RECORDED INFORMATION below:

impl Query {
    pub(crate) fn new(label: &str, items: Vec<Arc<Item>>) -> Self {
        Query {
            label: label.to_string(),
            items,
            offset: 0,
            limit: None,
            sort_keys: Vec::new(),
            select: None,
            hide: Vec::new(),
            finalized: None,
        }
    }

    /// Label of the queried table
    pub fn label(&self) -> &str {
        &self.label
    }

    /// True once a result accessor has run
    pub fn is_finalized(&self) -> bool {
        self.finalized.is_some()
    }

    // ========== Pagination ==========

    /// Skip the first `n` results
    pub fn offset(&mut self, n: usize) -> Result<&mut Self> {
        self.building()?;
        self.offset = n;
        Ok(self)
    }

    /// Return at most `n` results
    pub fn limit(&mut self, n: usize) -> Result<&mut Self> {
        self.building()?;
        self.limit = Some(n);
        Ok(self)
    }

    // ========== Sorting ==========

    /// Sort ascending by `field`; later keys break ties
    pub fn ascend(&mut self, field: &str) -> Result<&mut Self> {
        self.push_key(SortKey::Field {
            field: field.to_string(),
            descending: false,
        })
    }

    /// Sort descending by `field`
    pub fn descend(&mut self, field: &str) -> Result<&mut Self> {
        self.push_key(SortKey::Field {
            field: field.to_string(),
            descending: true,
        })
    }

    /// Sort by distance from `(lat, lon)`, nearest first
    ///
    /// `field` must hold `[lat, lon]` in degrees.
    pub fn ascend_haversine(&mut self, field: &str, lat: f64, lon: f64) -> Result<&mut Self> {
        self.push_key(SortKey::Distance {
            field: field.to_string(),
            origin: (lat, lon),
            descending: false,
        })
    }

    /// Sort by distance from `(lat, lon)`, farthest first
    pub fn descend_haversine(&mut self, field: &str, lat: f64, lon: f64) -> Result<&mut Self> {
        self.push_key(SortKey::Distance {
            field: field.to_string(),
            origin: (lat, lon),
            descending: true,
        })
    }

    /// Sort with a caller-supplied comparator
    pub fn sort_by<F>(&mut self, compare: F) -> Result<&mut Self>
    where
        F: Fn(&Item, &Item) -> Ordering + Send + Sync + 'static,
    {
        self.push_key(SortKey::Custom(Box::new(compare)))
    }

    // ========== Range filters ==========

    /// Keep items whose `field` is greater than `value`
    pub fn gt(&mut self, field: &str, value: impl Into<Value>) -> Result<&mut Self> {
        self.range(field, value.into(), |o| o == Ordering::Greater)
    }

    /// Keep items whose `field` is greater than or equal to `value`
    pub fn gte(&mut self, field: &str, value: impl Into<Value>) -> Result<&mut Self> {
        self.range(field, value.into(), |o| o != Ordering::Less)
    }

    /// Keep items whose `field` is less than `value`
    pub fn lt(&mut self, field: &str, value: impl Into<Value>) -> Result<&mut Self> {
        self.range(field, value.into(), |o| o == Ordering::Less)
    }

    /// Keep items whose `field` is less than or equal to `value`
    pub fn lte(&mut self, field: &str, value: impl Into<Value>) -> Result<&mut Self> {
        self.range(field, value.into(), |o| o != Ordering::Greater)
    }

    // ========== Equality filters ==========

    /// Keep items whose `field` equals `value`
    ///
    /// Numbers compare by value, so `23` matches `23.0`.
    pub fn eq(&mut self, field: &str, value: impl Into<Value>) -> Result<&mut Self> {
        let value = value.into();
        self.retain(|item| item.get(field).map_or(false, |v| values_equal(v, &value)))
    }

    /// Keep items whose `field` is absent or differs from `value`
    pub fn neq(&mut self, field: &str, value: impl Into<Value>) -> Result<&mut Self> {
        let value = value.into();
        self.retain(|item| !item.get(field).map_or(false, |v| values_equal(v, &value)))
    }

    // ========== Array filters ==========

    /// Keep items whose array `field` contains `value`
    pub fn has(&mut self, field: &str, value: impl Into<Value>) -> Result<&mut Self> {
        let value = value.into();
        self.retain(|item| array_at(item, field).map_or(false, |a| contains(a, &value)))
    }

    /// Keep items whose array `field` contains at least one of `values`
    pub fn has_any_of<I, V>(&mut self, field: &str, values: I) -> Result<&mut Self>
    where
        I: IntoIterator<Item = V>,
        V: Into<Value>,
    {
        let values = collect_operands(values);
        self.retain(|item| {
            array_at(item, field).map_or(false, |a| values.iter().any(|v| contains(a, v)))
        })
    }

    /// Keep items whose array `field` contains every one of `values`
    pub fn has_all_of<I, V>(&mut self, field: &str, values: I) -> Result<&mut Self>
    where
        I: IntoIterator<Item = V>,
        V: Into<Value>,
    {
        let values = collect_operands(values);
        self.retain(|item| {
            array_at(item, field).map_or(false, |a| values.iter().all(|v| contains(a, v)))
        })
    }

    /// Keep items whose `field` contains none of `values`
    ///
    /// Items where `field` is not an array always match.
    pub fn has_none_of_any<I, V>(&mut self, field: &str, values: I) -> Result<&mut Self>
    where
        I: IntoIterator<Item = V>,
        V: Into<Value>,
    {
        let values = collect_operands(values);
        self.retain(|item| {
            array_at(item, field).map_or(true, |a| !values.iter().any(|v| contains(a, v)))
        })
    }

    /// Keep items whose `field` does not contain all of `values`
    ///
    /// Items where `field` is not an array always match.
    pub fn has_none_of_all<I, V>(&mut self, field: &str, values: I) -> Result<&mut Self>
    where
        I: IntoIterator<Item = V>,
        V: Into<Value>,
    {
        let values = collect_operands(values);
        self.retain(|item| {
            array_at(item, field).map_or(true, |a| !values.iter().all(|v| contains(a, v)))
        })
    }

    /// Keep items for which `predicate` returns true
    pub fn filter_by<F>(&mut self, predicate: F) -> Result<&mut Self>
    where
        F: Fn(&Item) -> bool,
    {
        self.retain(predicate)
    }

    // ========== Projection ==========

    /// Only return the named fields (plus `id`) from the cloned accessors
    pub fn select<I, S>(&mut self, fields: I) -> Result<&mut Self>
    where
        I: IntoIterator<Item = S>,
        S: Into<String>,
    {
        self.building()?;
        self.select = Some(fields.into_iter().map(Into::into).collect());
        Ok(self)
    }

    /// Drop the named fields from the cloned accessors
    pub fn hide<I, S>(&mut self, fields: I) -> Result<&mut Self>
    where
        I: IntoIterator<Item = S>,
        S: Into<String>,
    {
        self.building()?;
        self.hide.extend(fields.into_iter().map(Into::into));
        Ok(self)
    }

    // ========== Results ==========

    /// Shared stored items
    ///
    /// Fails when a projection was requested; use
    /// [`Query::results_cloned`] for projected results.
    pub fn results(&mut self) -> Result<Vec<Arc<Item>>> {
        self.reject_projection("results")?;
        Ok(self.finalize()?.to_vec())
    }

    /// Independent copies with `select` then `hide` applied
    pub fn results_cloned(&mut self) -> Result<Vec<Item>> {
        let results = self.finalize()?.to_vec();
        Ok(results.iter().map(|item| self.project(item)).collect())
    }

    /// First result, if any
    pub fn first_result(&mut self) -> Result<Option<Arc<Item>>> {
        self.reject_projection("first_result")?;
        Ok(self.finalize()?.first().cloned())
    }

    /// Copy of the first result, if any
    pub fn first_result_cloned(&mut self) -> Result<Option<Item>> {
        let first = self.finalize()?.first().cloned();
        Ok(first.map(|item| self.project(&item)))
    }

    /// True if at least one result remains after pagination
    pub fn has_results(&mut self) -> Result<bool> {
        Ok(!self.finalize()?.is_empty())
    }

    /// Number of results after pagination
    pub fn count_results(&mut self) -> Result<usize> {
        Ok(self.finalize()?.len())
    }

    // ========== Internals ==========

    fn building(&self) -> Result<()> {
        if self.finalized.is_some() {
            return Err(Error::query_state(format!(
                "query on table '{}' is already finalized",
                self.label
            )));
        }
        Ok(())
    }

    fn push_key(&mut self, key: SortKey) -> Result<&mut Self> {
        self.building()?;
        self.sort_keys.push(key);
        Ok(self)
    }

    fn retain(&mut self, keep: impl Fn(&Item) -> bool) -> Result<&mut Self> {
        self.building()?;
        self.items.retain(|item| keep(item.as_ref()));
        Ok(self)
    }

    fn range(
        &mut self,
        field: &str,
        operand: Value,
        accept: impl Fn(Ordering) -> bool,
    ) -> Result<&mut Self> {
        self.building()?;
        if !matches!(operand, Value::Number(_) | Value::String(_)) {
            return Err(Error::query_state(format!(
                "range operand for '{}' must be a number or string, got {}",
                field,
                kind_name(&operand)
            )));
        }
        self.retain(|item| {
            item.get(field)
                .and_then(|v| compare_scalars(v, &operand))
                .map_or(false, &accept)
        })
    }

    fn reject_projection(&self, accessor: &str) -> Result<()> {
        if self.select.is_some() || !self.hide.is_empty() {
            return Err(Error::query_state(format!(
                "{} cannot apply select/hide; use the cloned accessor",
                accessor
            )));
        }
        Ok(())
    }

    fn project(&self, item: &Item) -> Item {
        let mut copy = thaw(item);
        if let Some(keep) = &self.select {
            copy.retain_fields(keep);
        }
        for field in &self.hide {
            copy.remove(field);
        }
        copy
    }

    /// Sort, paginate and cache on first use
    fn finalize(&mut self) -> Result<&[Arc<Item>]> {
        if self.finalized.is_none() {
            let mut items = std::mem::take(&mut self.items);
            if let Err(e) = self.sort(&mut items) {
                self.items = items;
                return Err(e);
            }
            let limit = self.limit.unwrap_or(usize::MAX);
            let page = items.into_iter().skip(self.offset).take(limit).collect();
            self.finalized = Some(page);
        }
        Ok(self.finalized.as_deref().unwrap_or_default())
    }

    fn sort(&self, items: &mut [Arc<Item>]) -> Result<()> {
        if self.sort_keys.is_empty() {
            return Ok(());
        }
        let mut failure = None;
        items.sort_by(|a, b| {
            if failure.is_some() {
                return Ordering::Equal;
            }
            for key in &self.sort_keys {
                match compare_by(key, a, b) {
                    Ok(Ordering::Equal) => continue,
                    Ok(ordering) => return ordering,
                    Err(e) => {
                        failure = Some(e);
                        return Ordering::Equal;
                    }
                }
            }
            Ordering::Equal
        });
        match failure {
            Some(e) => Err(e),
            None => Ok(()),
        }
    }
}
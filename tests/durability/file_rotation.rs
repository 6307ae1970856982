//! Rotation, load fallback and dated snapshots

use crate::common::*;
use std::fs;
use std::thread;
use std::time::Duration;

#[test]
fn second_save_rotates_previous_main() {
    let mut test_db = TestDb::new();
    let kv = test_db.kv("kv");
    kv.set("v", json!(1)).unwrap();
    test_db.db.flush().unwrap();
    kv.set("v", json!(2)).unwrap();
    // One queued request, drained by exactly one cycle.
    test_db.close();

    let recent = read_json(&test_db.recent_path());
    assert_eq!(recent[2][0][2], json!([1]));
    let current = read_json(&test_db.current_path());
    assert_eq!(current[2][0][2], json!([2]));
    assert!(!test_db.temp_path().exists());
}

#[test]
fn empty_main_falls_back_to_temp() {
    let mut test_db = TestDb::new();
    test_db.kv("kv").set("from", json!("temp")).unwrap();
    test_db.db.flush().unwrap();
    test_db.close();

    // Interrupted cycle: temp written, main truncated.
    fs::copy(test_db.current_path(), test_db.temp_path()).unwrap();
    fs::write(test_db.current_path(), b"").unwrap();

    test_db.reopen_with(test_db.config.clone()).unwrap();
    assert_eq!(
        test_db.db.kv_table("kv").unwrap().get("from").unwrap(),
        json!("temp")
    );
}

#[test]
fn missing_main_and_temp_fall_back_to_recent() {
    let mut test_db = TestDb::new();
    test_db.kv("kv").set("v", json!("old")).unwrap();
    test_db.reopen();
    test_db.db.kv_table("kv").unwrap().set("v", json!("new")).unwrap();
    test_db.close();

    fs::remove_file(test_db.current_path()).unwrap();

    test_db.reopen_with(test_db.config.clone()).unwrap();
    assert_eq!(
        test_db.db.kv_table("kv").unwrap().get("v").unwrap(),
        json!("old")
    );
}

#[test]
fn no_files_starts_empty_and_saves() {
    let test_db = TestDb::new();
    assert!(test_db.current_path().exists());
    assert!(test_db.db.table_labels().is_empty());

    let payload = read_json(&test_db.current_path());
    assert_eq!(payload, json!([["test", coffer::FORMAT_VERSION], [], []]));
}

#[test]
fn snapshots_follow_interval() {
    let mut test_db = TestDb::with_config(|config| {
        config.with_snapshot_interval(Duration::from_millis(50))
    });
    let kv = test_db.kv("kv");
    kv.set("v", json!(1)).unwrap();
    test_db.db.flush().unwrap();

    thread::sleep(Duration::from_millis(150));
    kv.set("v", json!(2)).unwrap();
    test_db.db.flush().unwrap();

    let snapshots = test_db.db.files().list_snapshots().unwrap();
    assert_eq!(snapshots.len(), 1);
    let name = snapshots[0].1.file_name().unwrap().to_string_lossy().into_owned();
    assert!(name.starts_with("test_"), "{}", name);
    assert!(name.ends_with(".rrdb"), "{}", name);
    assert_eq!(read_json(&snapshots[0].1)[2][0][2], json!([1]));

    // Main was just rewritten, so an immediate save takes no snapshot.
    kv.set("v", json!(3)).unwrap();
    test_db.db.flush().unwrap();
    assert_eq!(test_db.db.files().list_snapshots().unwrap().len(), 1);

    // The last snapshot time survives a restart.
    test_db.reopen();
    test_db.kv("kv").set("v", json!(4)).unwrap();
    test_db.db.flush().unwrap();
    assert_eq!(test_db.db.files().list_snapshots().unwrap().len(), 1);
}
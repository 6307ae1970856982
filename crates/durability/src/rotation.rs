//! Crash-safe save cycle
//!
//! Every cycle rotates the file set in this order:
//! 1. Write the encoded payload to the temp file and fsync it
//! 2. Copy the current main to `recent` (skipped when there is no main yet)
//! 3. Copy the current main to a dated snapshot when one is due
//! 4. Atomically rename temp over main
//! 5. fsync the directory
//!
//! A crash at any step leaves at least one complete file among
//! current/temp/recent, which is the order the loader tries them in.

use crate::paths::FileSet;
use crate::snapshot::SnapshotPolicy;
use chrono::Local;
use std::fs::{self, File, OpenOptions};
use std::io::{self, Write};
use std::path::{Path, PathBuf};
use std::time::SystemTime;
use tracing::{debug, info};

/// Outcome of one completed cycle
#[derive(Debug, Clone)]
pub struct CycleReport {
    /// Bytes written to the main file
    pub bytes_written: usize,
    /// Whether a previous main was rotated into `recent`
    pub rotated: bool,
    /// Snapshot written during this cycle, if any
    pub snapshot: Option<PathBuf>,
}

/// Owns the database files for the duration of save cycles
///
/// Only one rotator exists per database and it is only driven while the
/// database's cycle lock is held.
#[derive(Debug)]
pub struct FileRotator {
    files: FileSet,
    snapshots: SnapshotPolicy,
}

impl FileRotator {
    /// Create a rotator over `files`
    pub fn new(files: FileSet, snapshots: SnapshotPolicy) -> Self {
        FileRotator { files, snapshots }
    }

    /// The file set being rotated
    pub fn files(&self) -> &FileSet {
        &self.files
    }

    /// Snapshot policy state
    pub fn snapshots(&self) -> &SnapshotPolicy {
        &self.snapshots
    }

    /// Mutable snapshot policy (used to seed it at load)
    pub fn snapshots_mut(&mut self) -> &mut SnapshotPolicy {
        &mut self.snapshots
    }

    /// Run one full rotation writing `bytes` as the new main
    pub fn write_cycle(&mut self, bytes: &[u8]) -> io::Result<CycleReport> {
        fs::create_dir_all(self.files.directory())?;

        let temp = self.files.temp();
        let current = self.files.current();

        write_synced(&temp, bytes)?;

        let mut rotated = false;
        let mut snapshot = None;
        if let Some(meta) = non_empty(&current)? {
            copy_synced(&current, &self.files.recent())?;
            rotated = true;

            let now = SystemTime::now();
            if self.snapshots.is_due(meta.modified()?, now) {
                let path = self.files.snapshot(Local::now());
                copy_synced(&current, &path)?;
                self.snapshots.record(now);
                info!(path = %path.display(), "Wrote dated snapshot");
                snapshot = Some(path);
            }
        }

        fs::rename(&temp, &current)?;
        sync_dir(self.files.directory())?;

        debug!(
            path = %current.display(),
            bytes = bytes.len(),
            rotated,
            "Save cycle complete"
        );

        Ok(CycleReport {
            bytes_written: bytes.len(),
            rotated,
            snapshot,
        })
    }
}

/// Metadata of `path` if it exists and is non-empty
pub(crate) fn non_empty(path: &Path) -> io::Result<Option<fs::Metadata>> {
    match fs::metadata(path) {
        Ok(meta) if meta.is_file() && meta.len() > 0 => Ok(Some(meta)),
        Ok(_) => Ok(None),
        Err(e) if e.kind() == io::ErrorKind::NotFound => Ok(None),
        Err(e) => Err(e),
    }
}

fn write_synced(path: &Path, bytes: &[u8]) -> io::Result<()> {
    let mut file = OpenOptions::new()
        .create(true)
        .write(true)
        .truncate(true)
        .open(path)?;
    file.write_all(bytes)?;
    file.sync_all()
}

fn copy_synced(from: &Path, to: &Path) -> io::Result<()> {
    fs::copy(from, to)?;
    File::open(to)?.sync_all()
}

#[cfg(unix)]
fn sync_dir(dir: &Path) -> io::Result<()> {
    File::open(dir)?.sync_all()
}

#[cfg(not(unix))]
fn sync_dir(_dir: &Path) -> io::Result<()> {
    Ok(())
}
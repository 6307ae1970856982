//! Table: schema-bound collection of items keyed by id
//!
//! A [`Table`] is a stateless handle; all contents live in the database
//! registry. Mutations update the registry synchronously and queue a save.
//! Stored items are shared as `Arc<Item>`; the `_cloned` variants hand out
//! owned copies the caller may edit and pass back to [`Table::update_item`].
//!
//! ## Thread Safety
//!
//! Table is `Send + Sync` and cheap to clone. Handles for the same label
//! observe the same contents.

use crate::database::{Shared, TableState};
use crate::query::Query;
use coffer_core::codec::object_payload;
use coffer_core::{deep_copy_object, freeze, thaw, Error, Item, Result, Schema, ID_FIELD};
use serde_json::{Map, Value};
use std::sync::Arc;
use tracing::trace;
use uuid::Uuid;

/// Handle to one table of a [`Database`](crate::Database)
#[derive(Clone)]
pub struct Table {
    shared: Arc<Shared>,
    label: String,
}

impl Table {
    pub(crate) fn new(shared: Arc<Shared>, label: &str) -> Self {
        Table {
            shared,
            label: label.to_string(),
        }
    }

    /// Table label
    pub fn label(&self) -> &str {
        &self.label
    }

    /// Schema the table validates against, if any
    pub fn schema(&self) -> Result<Option<Arc<Schema>>> {
        self.read(|table| Ok(table.schema.clone()))
    }

    /// Fresh UUID v4 not used by any item of this table
    pub fn random_item_id(&self) -> Result<String> {
        self.read(|table| {
            let mut id = Uuid::new_v4().to_string();
            while table.index.contains_key(&id) {
                id = Uuid::new_v4().to_string();
            }
            Ok(id)
        })
    }

    // ========== Writes ==========

    /// Insert a new item
    ///
    /// `data` must be an object without an `id` key. With a schema, unknown
    /// fields are rejected and omitted fields take their defaults.
    ///
    /// # Errors
    ///
    /// `DuplicateId` if `id` exists, `InvalidKey` for an empty id, and
    /// `SchemaMismatch` / `InvalidValue` for an unacceptable payload.
    pub fn insert_item(&self, id: &str, data: Value) -> Result<Arc<Item>> {
        let data = object_payload(&data)?;
        self.mutate(|label, table| {
            if table.index.contains_key(id) {
                return Err(Error::DuplicateId {
                    table: label.to_string(),
                    id: id.to_string(),
                });
            }
            let item = freeze(build_item(label, table.schema.as_deref(), id, &data)?);
            table.index.insert(id.to_string(), Arc::clone(&item));
            Ok(item)
        })
    }

    /// [`Table::insert_item`] returning an editable copy
    pub fn insert_item_cloned(&self, id: &str, data: Value) -> Result<Item> {
        self.insert_item(id, data).map(|item| thaw(&item))
    }

    /// Replace an existing item with `item`, revalidating the whole object
    pub fn update_item(&self, item: Item) -> Result<Arc<Item>> {
        let data = deep_copy_object(&item.data())?;
        self.replace(item.id(), data)
    }

    /// Replace the payload of item `id` with `data`
    pub fn update_item_by_id(&self, id: &str, data: Value) -> Result<Arc<Item>> {
        let data = object_payload(&data)?;
        self.replace(id, data)
    }

    /// Overlay `data` onto item `id` and revalidate the result
    pub fn merge_item_by_id(&self, id: &str, data: Value) -> Result<Arc<Item>> {
        let patch = object_payload(&data)?;
        reject_id_field(&patch)?;
        self.mutate(|label, table| {
            let mut merged = existing(label, table, id)?.data();
            merged.extend(patch);
            let item = freeze(build_item(label, table.schema.as_deref(), id, &merged)?);
            table.index.insert(id.to_string(), Arc::clone(&item));
            Ok(item)
        })
    }

    /// Remove `item` by its id
    pub fn remove_item(&self, item: &Item) -> Result<()> {
        self.remove_item_by_id(item.id())
    }

    /// Remove item `id`
    pub fn remove_item_by_id(&self, id: &str) -> Result<()> {
        self.mutate(|label, table| {
            table.index.remove(id).map(|_| ()).ok_or_else(|| Error::ItemNotFound {
                table: label.to_string(),
                id: id.to_string(),
            })
        })
    }

    /// Remove every item
    pub fn clear(&self) -> Result<()> {
        self.mutate(|_, table| {
            table.index.clear();
            Ok(())
        })
    }

    /// Deregister the table; this and every other handle become unusable
    pub fn destroy(&self) -> Result<()> {
        self.shared.ensure_initialized()?;
        {
            let mut registry = self.shared.registry().write();
            registry.tables.remove(&self.label).ok_or_else(|| Error::UnknownTable {
                label: self.label.clone(),
            })?;
        }
        trace!(target: "coffer::table", table = %self.label, "Destroyed table");
        self.shared.request_save();
        Ok(())
    }

    // ========== Reads ==========

    /// Stored item `id`
    pub fn fetch_item(&self, id: &str) -> Result<Arc<Item>> {
        self.read(|table| existing(&self.label, table, id).map(Arc::clone))
    }

    /// Editable copy of item `id`
    pub fn fetch_item_cloned(&self, id: &str) -> Result<Item> {
        self.fetch_item(id).map(|item| thaw(&item))
    }

    /// True if item `id` exists
    pub fn has_item(&self, id: &str) -> Result<bool> {
        self.read(|table| Ok(table.index.contains_key(id)))
    }

    /// Number of items
    pub fn len(&self) -> Result<usize> {
        self.read(|table| Ok(table.index.len()))
    }

    /// True if the table holds no items
    pub fn is_empty(&self) -> Result<bool> {
        self.read(|table| Ok(table.index.is_empty()))
    }

    /// Item ids in index order
    pub fn ids(&self) -> Result<Vec<String>> {
        self.read(|table| Ok(table.index.keys().cloned().collect()))
    }

    /// Stored items in index order
    pub fn items(&self) -> Result<Vec<Arc<Item>>> {
        self.read(|table| Ok(table.index.values().cloned().collect()))
    }

    /// Query over the table's current contents
    pub fn query(&self) -> Result<Query> {
        let items = self.items()?;
        Ok(Query::new(&self.label, items))
    }

    // ========== Internals ==========

    fn replace(&self, id: &str, data: Map<String, Value>) -> Result<Arc<Item>> {
        self.mutate(|label, table| {
            existing(label, table, id)?;
            let item = freeze(build_item(label, table.schema.as_deref(), id, &data)?);
            table.index.insert(id.to_string(), Arc::clone(&item));
            Ok(item)
        })
    }

    fn read<T>(&self, f: impl FnOnce(&TableState) -> Result<T>) -> Result<T> {
        self.shared.ensure_initialized()?;
        let registry = self.shared.registry().read();
        f(registry.table(&self.label)?)
    }

    /// Apply `f` under the registry write lock, then queue a save
    ///
    /// Nothing is saved when `f` fails.
    fn mutate<T>(&self, f: impl FnOnce(&str, &mut TableState) -> Result<T>) -> Result<T> {
        self.shared.ensure_initialized()?;
        let out = {
            let mut registry = self.shared.registry().write();
            f(&self.label, registry.table_mut(&self.label)?)?
        };
        self.shared.request_save();
        Ok(out)
    }
}

impl std::fmt::Debug for Table {
    fn fmt(&self, f: &mut std::fmt::Formatter<'_>) -> std::fmt::Result {
        f.debug_struct("Table").field("label", &self.label).finish()
    }
}

/// Validate `data` for table `label` and attach `id`
///
/// Shared by direct writes and transaction staging.
pub(crate) fn build_item(
    label: &str,
    schema: Option<&Schema>,
    id: &str,
    data: &Map<String, Value>,
) -> Result<Item> {
    check_id(id)?;
    reject_id_field(data)?;
    let data = match schema {
        Some(schema) => schema.validate(label, data)?,
        None => data.clone(),
    };
    Ok(Item::new(id, data))
}

pub(crate) fn check_id(id: &str) -> Result<()> {
    if id.is_empty() {
        return Err(Error::InvalidKey {
            reason: "item id must not be empty".to_string(),
        });
    }
    Ok(())
}

fn reject_id_field(data: &Map<String, Value>) -> Result<()> {
    if data.contains_key(ID_FIELD) {
        return Err(Error::InvalidKey {
            reason: "payload must not carry the reserved 'id' field".to_string(),
        });
    }
    Ok(())
}

fn existing<'a>(label: &str, table: &'a TableState, id: &str) -> Result<&'a Arc<Item>> {
    table.index.get(id).ok_or_else(|| Error::ItemNotFound {
        table: label.to_string(),
        id: id.to_string(),
    })
}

End of RECORDED INFORMATION.

→ **TASK BRIEF**: Copy every line of the material above in which the word "extend" appears.

→ **TASK RESPONSE**:
        self.hide.extend(fields.into_iter().map(Into::into));
            merged.extend(patch);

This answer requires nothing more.